*** DATA TO USE ***

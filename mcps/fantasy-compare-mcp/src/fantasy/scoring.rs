//! Fantasy score calculation
//!
//! The score is a weighted sum over the seven counting categories:
//!
//! ```text
//! score = ppg*1.0 + rpg*1.2 + apg*1.5 + spg*3.0 + bpg*3.0 + three_pm*1.0 - tov*1.0
//! ```
//!
//! Weights live in [`ScoringWeights`] so a league can override them from
//! config. The turnover weight is stored signed (`-1.0`), so every term is a
//! plain product.

use serde::{Deserialize, Serialize};

use super::category::Category;
use super::record::{Problem, RecordSlot, StatRecord, ValidationError};

/// Per-category weights applied by [`score`].
///
/// Deserializes with per-field defaults, so a config file that sets only
/// `spg = 2.0` keeps the standard weights for everything else.
#[derive(Debug, Clone, Copy, PartialEq, Serialize, Deserialize)]
#[serde(default)]
pub struct ScoringWeights {
    pub ppg: f64,
    pub rpg: f64,
    pub apg: f64,
    pub spg: f64,
    pub bpg: f64,
    pub three_pm: f64,
    pub tov: f64,
}

impl Default for ScoringWeights {
    fn default() -> Self {
        Self {
            ppg: 1.0,
            rpg: 1.2,
            apg: 1.5,
            spg: 3.0,
            bpg: 3.0,
            three_pm: 1.0,
            tov: -1.0,
        }
    }
}

impl ScoringWeights {
    /// Categories that contribute to the score, in formula order.
    pub const SCORED: [Category; 7] = [
        Category::Ppg,
        Category::Rpg,
        Category::Apg,
        Category::Spg,
        Category::Bpg,
        Category::ThreePm,
        Category::Tov,
    ];

    /// Weight for `category`, or `None` for the shooting percentages,
    /// which are displayed but never scored.
    pub fn weight(&self, category: Category) -> Option<f64> {
        match category {
            Category::Ppg => Some(self.ppg),
            Category::Rpg => Some(self.rpg),
            Category::Apg => Some(self.apg),
            Category::Spg => Some(self.spg),
            Category::Bpg => Some(self.bpg),
            Category::ThreePm => Some(self.three_pm),
            Category::Tov => Some(self.tov),
            Category::FgPct | Category::FtPct => None,
        }
    }

    /// All weights must be finite for scores to stay finite.
    pub fn non_finite(&self) -> Option<Category> {
        Self::SCORED
            .into_iter()
            .find(|&c| self.weight(c).is_some_and(|w| !w.is_finite()))
    }
}

/// Round half up to one decimal place.
///
/// Values too large to scale by ten have no fractional digits left and are
/// returned unchanged.
pub fn round1(value: f64) -> f64 {
    let scaled = value * 10.0;
    if !scaled.is_finite() {
        return value;
    }
    (scaled + 0.5).floor() / 10.0
}

/// A player's fantasy score.
///
/// `raw` is what comparisons use; `rounded` and `display` are for
/// presentation only.
#[derive(Debug, Clone, PartialEq, Serialize)]
pub struct FantasyScore {
    pub raw: f64,
    pub rounded: f64,
    pub display: String,
}

impl FantasyScore {
    fn from_raw(raw: f64) -> Self {
        let rounded = round1(raw);
        Self {
            raw,
            rounded,
            display: format!("{rounded:.1}"),
        }
    }
}

/// One term of the score formula.
#[derive(Debug, Clone, PartialEq, Serialize)]
pub struct Contribution {
    pub category: Category,
    pub value: f64,
    pub weight: f64,
    pub points: f64,
}

/// Each scored category's term of the formula, in formula order.
/// The shooting percentages are skipped.
pub fn contributions(record: &StatRecord, weights: &ScoringWeights) -> Vec<Contribution> {
    ScoringWeights::SCORED
        .into_iter()
        .filter_map(|category| {
            let weight = weights.weight(category)?;
            let value = category.value(record);
            Some(Contribution {
                category,
                value,
                weight,
                points: value * weight,
            })
        })
        .collect()
}

/// Weighted fantasy score of one record.
///
/// Assumes the record is scorable; see [`overflow_errors`].
pub fn score(record: &StatRecord, weights: &ScoringWeights) -> FantasyScore {
    let raw: f64 = contributions(record, weights).iter().map(|c| c.points).sum();
    FantasyScore::from_raw(raw)
}

/// Terms, or the total, that overflow `f64` under `weights`.
///
/// Finite stats near `f64::MAX` pass validation but cannot be scored. An
/// overflowing term is reported on its own field, an overflowing total on
/// `score`.
pub fn overflow_errors(
    record: &StatRecord,
    slot: RecordSlot,
    weights: &ScoringWeights,
) -> Vec<ValidationError> {
    let parts = contributions(record, weights);
    let mut errors: Vec<ValidationError> = parts
        .iter()
        .filter(|c| !c.points.is_finite())
        .map(|c| ValidationError {
            record: slot,
            field: c.category.key(),
            problem: Problem::TooLarge,
        })
        .collect();

    if errors.is_empty() && !parts.iter().map(|c| c.points).sum::<f64>().is_finite() {
        errors.push(ValidationError {
            record: slot,
            field: "score",
            problem: Problem::TooLarge,
        });
    }
    errors
}
impl TableDriver {
    pub fn new(
        device_type: DeviceTypeId,
        profile: &'static DriverProfile,
        address: &str,
        probes: &ProbeConfig,
    ) -> Self {
        let names: Vec<&str> = profile.fields.iter().map(|f| f.name).collect();
        let mut record = DeviceRecord::with_fields(address, &names);
        for field in profile.fields {
            if let Some(default) = field.default {
                record.set_info(field.name, Scalar::from(default));
            }
        }
        Self {
            device_type,
            profile,
            probes: probes.clone(),
            record,
        }
    }

    async fn capture_config(&self, address: &str, http: &HttpFetcher) -> Option<Vec<u8>> {
        let port = self.probes.http_port;
        match self.profile.config {
            ConfigCapture::None => None,
            ConfigCapture::HttpGet { uri, auth } => {
                let body = match auth {
                    Some(token) => {
                        http.get_with_headers(address, port, uri, &[("authorization", token)])
                            .await
                    }
                    None => http.get(address, port, uri).await,
                };
                body.filter(|b| !b.is_empty()).map(String::into_bytes)
            }
            ConfigCapture::HttpTokenGet {
                login_uri,
                token_path,
                config_uri,
            } => {
                let login = http.post(address, port, login_uri).await?;
                let doc: Value = serde_json::from_str(&login).ok()?;
                let token = collect::json_path(&doc, token_path)?.as_str()?.to_string();
                let cookie = format!("token={token}");
                http.get_with_headers(address, port, config_uri, &[("cookie", &cookie)])
                    .await
                    .filter(|b| !b.is_empty())
                    .map(String::into_bytes)
            }
            ConfigCapture::Telnet(script) => {
                telnet::run_script(
                    address,
                    self.probes.telnet_port,
                    self.probes.telnet_timeout,
                    script,
                )
                .await
            }
            ConfigCapture::TelnetTrimmed(script) => {
                let raw = telnet::run_script(
                    address,
                    self.probes.telnet_port,
                    self.probes.telnet_timeout,
                    script,
                )
                .await?;
                let text = String::from_utf8_lossy(&raw)
                    .replace('>', "")
                    .trim()
                    .to_string();
                if text.is_empty() {
                    None
                } else {
                    Some(text.into_bytes())
                }
            }
        }
    }

    async fn fetch_scrape(&self, address: &str, http: &HttpFetcher) -> Option<String> {
        match self.profile.scrape? {
            ScrapeSource::HttpGet { uri } => http.get(address, self.probes.http_port, uri).await,
            ScrapeSource::Telnet(script) => telnet::run_script(
                address,
                self.probes.telnet_port,
                self.probes.telnet_timeout,
                script,
            )
            .await
            .map(|bytes| String::from_utf8_lossy(&bytes).into_owned()),
        }
    }

    async fn fill_fields(
        &mut self,
        address: &str,
        snmp: Option<&SnmpClient>,
        http: &HttpFetcher,
        config_text: Option<&str>,
        scrape_text: Option<&str>,
    ) {
        for field in self.profile.fields {
            let fetched = match field.source {
                FieldSource::SnmpGet(oid) => match snmp {
                    Some(snmp) => Self::snmp_scalar(snmp, oid).await,
                    None => None,
                },
                FieldSource::SnmpGetMapped { oid, map, fallback } => match snmp {
                    Some(snmp) => {
                        let value = Self::snmp_scalar(snmp, oid).await;
                        value.map(|v| {
                            let name = v
                                .as_int()
                                .and_then(|code| {
                                    map.iter().find(|(c, _)| *c == code).map(|(_, n)| *n)
                                })
                                .unwrap_or(fallback);
                            Scalar::from(name)
                        })
                    }
                    None => None,
                },
                FieldSource::HttpJsonPath { uri, path } => {
                    match http.get(address, self.probes.http_port, uri).await {
                        Some(body) => serde_json::from_str::<Value>(&body)
                            .ok()
                            .as_ref()
                            .and_then(|doc| collect::json_path(doc, path))
                            .map(scalar_from_json),
                        None => None,
                    }
                }
                FieldSource::ConfigXmlAttr { tag, attr } => config_text
                    .and_then(|doc| xml::tag_attr(doc, tag, attr))
                    .map(|v| Scalar::from(v.trim())),
                FieldSource::ConfigXmlNamed {
                    key_attr,
                    key,
                    value_attr,
                } => config_text
                    .and_then(|doc| xml::attr_by_key(doc, key_attr, key, value_attr))
                    .map(|v| Scalar::from(v.trim())),
                FieldSource::ConfigXmlChipId {
                    key_attr,
                    key,
                    value_attr,
                } => config_text
                    .and_then(|doc| xml::attr_by_key(doc, key_attr, key, value_attr))
                    .and_then(|v| v.replace(' ', "").parse::<u64>().ok())
                    .map(|id| Scalar::Text(format!("{:012x}", id))),
                FieldSource::ScrapeRegex(pattern) => scrape_text.and_then(|text| {
                    let regex = Regex::new(pattern).ok()?;
                    let capture = regex.captures(text)?.get(1)?;
                    Some(Scalar::from(capture.as_str().trim()))
                }),
            };

            // only overwrite the declared default with a usable value
            if let Some(value) = fetched {
                if truthy(&value) {
                    self.record.set_info(field.name, value);
                }
            }
        }
    }

    async fn snmp_scalar(snmp: &SnmpClient, oid: &str) -> Option<Scalar> {
        let oid = oid.parse::<Oid>().ok()?;
        snmp.get(&oid).await.map(scalar_from)
    }

    async fn collect_licenses(&mut self, snmp: Option<&SnmpClient>, http: &HttpFetcher) {
        let address = self.record.address().to_string();
        match self.profile.licenses {
            LicenseSource::None => {}
            LicenseSource::SnmpStatus {
                index_oid,
                name_oid,
                status_oid,
            } => {
                let Some(snmp) = snmp else { return };
                for idx in Self::license_indexes(snmp, index_oid).await {
                    let name = Self::column_text(snmp, name_oid, &idx).await;
                    let enabled = get_suffixed(snmp, status_oid, &idx)
                        .await
                        .and_then(|v| v.as_int())
                        == Some(2);
                    if let (Some(name), true) = (name, enabled) {
                        self.record.licenses.insert(name, Scalar::Bool(true));
                    }
                }
            }
            LicenseSource::SnmpValue {
                index_oid,
                name_oid,
                value_oid,
            } => {
                let Some(snmp) = snmp else { return };
                for idx in Self::license_indexes(snmp, index_oid).await {
                    let name = Self::column_text(snmp, name_oid, &idx).await;
                    let value = get_suffixed(snmp, value_oid, &idx).await.map(scalar_from);
                    if let (Some(name), Some(value)) = (name, value) {
                        if truthy(&value) {
                            self.record.licenses.insert(name, value);
                        }
                    }
                }
            }
            LicenseSource::SnmpBoth {
                index_oid,
                name_oid,
                status_oid,
            } => {
                let Some(snmp) = snmp else { return };
                for idx in Self::license_indexes(snmp, index_oid).await {
                    let name = Self::column_text(snmp, name_oid, &idx).await;
                    let status = get_suffixed(snmp, status_oid, &idx).await.map(scalar_from);
                    if let (Some(name), Some(status)) = (name, status) {
                        if !status.is_null() {
                            self.record.licenses.insert(name, status);
                        }
                    }
                }
            }
            LicenseSource::SnmpNames { name_oid } => {
                let Some(snmp) = snmp else { return };
                let Ok(root) = name_oid.parse::<Oid>() else { return };
                for (_, value) in collect::walk_column(snmp, &root).await {
                    if let Some(name) = value.as_text() {
                        self.record.licenses.insert(name, Scalar::Bool(true));
                    }
                }
            }
            LicenseSource::HttpXml { uri } => {
                let Some(body) = http.get(&address, self.probes.http_port, uri).await else {
                    return;
                };
                for entry in xml::sections(&body, "licenseKey") {
                    let desc = xml::tag_text(entry, "licenseDescription");
                    let count = xml::tag_text(entry, "instances")
                        .and_then(|n| n.trim().parse::<i64>().ok());
                    if let (Some(desc), Some(count)) = (desc, count) {
                        self.record.licenses.insert(desc, Scalar::Int(count));
                    }
                }
            }
        }
    }

    async fn license_indexes(snmp: &SnmpClient, index_oid: &str) -> Vec<String> {
        match index_oid.parse::<Oid>() {
            Ok(root) => walk_indexes(snmp, &root).await,
            Err(_) => Vec::new(),
        }
    }

    async fn column_text(snmp: &SnmpClient, column: &str, suffix: &str) -> Option<String> {
        get_suffixed(snmp, column, suffix)
            .await
            .and_then(|v| v.as_text())
            .filter(|t| !t.is_empty())
    }

    async fn collect_cards(&mut self, snmp: &SnmpClient, cards: &CardProfile) {
        let Ok(slot_root) = cards.slot_oid.parse::<Oid>() else {
            return;
        };
        let slots: Vec<i64> = collect::walk_column(snmp, &slot_root)
            .await
            .into_iter()
            .filter_map(|(_, value)| value.as_int())
            .collect();

        for slot in slots {
            let mut row = Row::new();
            for (name, column) in cards.columns {
                let value = Self::card_cell(snmp, column, slot, cards.index_style).await;
                let Some(value) = value else { continue };
                let scalar = if *name == "type" {
                    match cards.type_map {
                        Some(map) => {
                            let board = value
                                .as_int()
                                .and_then(|code| {
                                    map.codes.iter().find(|(c, _)| *c == code).map(|(_, n)| *n)
                                })
                                .unwrap_or(map.fallback);
                            Scalar::from(board)
                        }
                        None => scalar_from(value),
                    }
                } else {
                    scalar_from(value)
                };
                row.insert(name.to_string(), scalar);
            }

            // rows are keyed on slot and board name; a partial row where
            // the type column never answered still gets a keyed entry
            let type_text = row
                .get("type")
                .map(|t| t.to_string())
                .unwrap_or_default();
            let key = format!("{:02} - {}", slot, type_text);
            if row.is_empty() {
                debug!(slot, "card slot answered the walk but no columns");
            }
            self.record.optioncards.insert(key, row);
        }
    }

    async fn card_cell(
        snmp: &SnmpClient,
        column: &str,
        slot: i64,
        style: CardIndexStyle,
    ) -> Option<SnmpValue> {
        let value = match style {
            CardIndexStyle::Plain => get_suffixed(snmp, column, &slot.to_string()).await,
            CardIndexStyle::SubZero => {
                get_suffixed(snmp, column, &format!("{}.0", slot)).await
            }
            CardIndexStyle::PlusOneSubZero => {
                get_suffixed(snmp, column, &format!("{}.0", slot + 1)).await
            }
            CardIndexStyle::NextFromPrevious => {
                let oid = column.parse::<Oid>().ok()?.join(&(slot - 1).to_string());
                snmp.get_next(&oid).await.map(|(_, value)| value)
            }
        };
        value.filter(|v| !v.is_absent())
    }
}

*** End of DATA TO USE ***

**YOUR TASK:** Every line above that holds the word "desc" should be copied out.

**REPLY:**
                    let desc = xml::tag_text(entry, "licenseDescription");
                    if let (Some(desc), Some(count)) = (desc, count) {
                        self.record.licenses.insert(desc, Scalar::Int(count));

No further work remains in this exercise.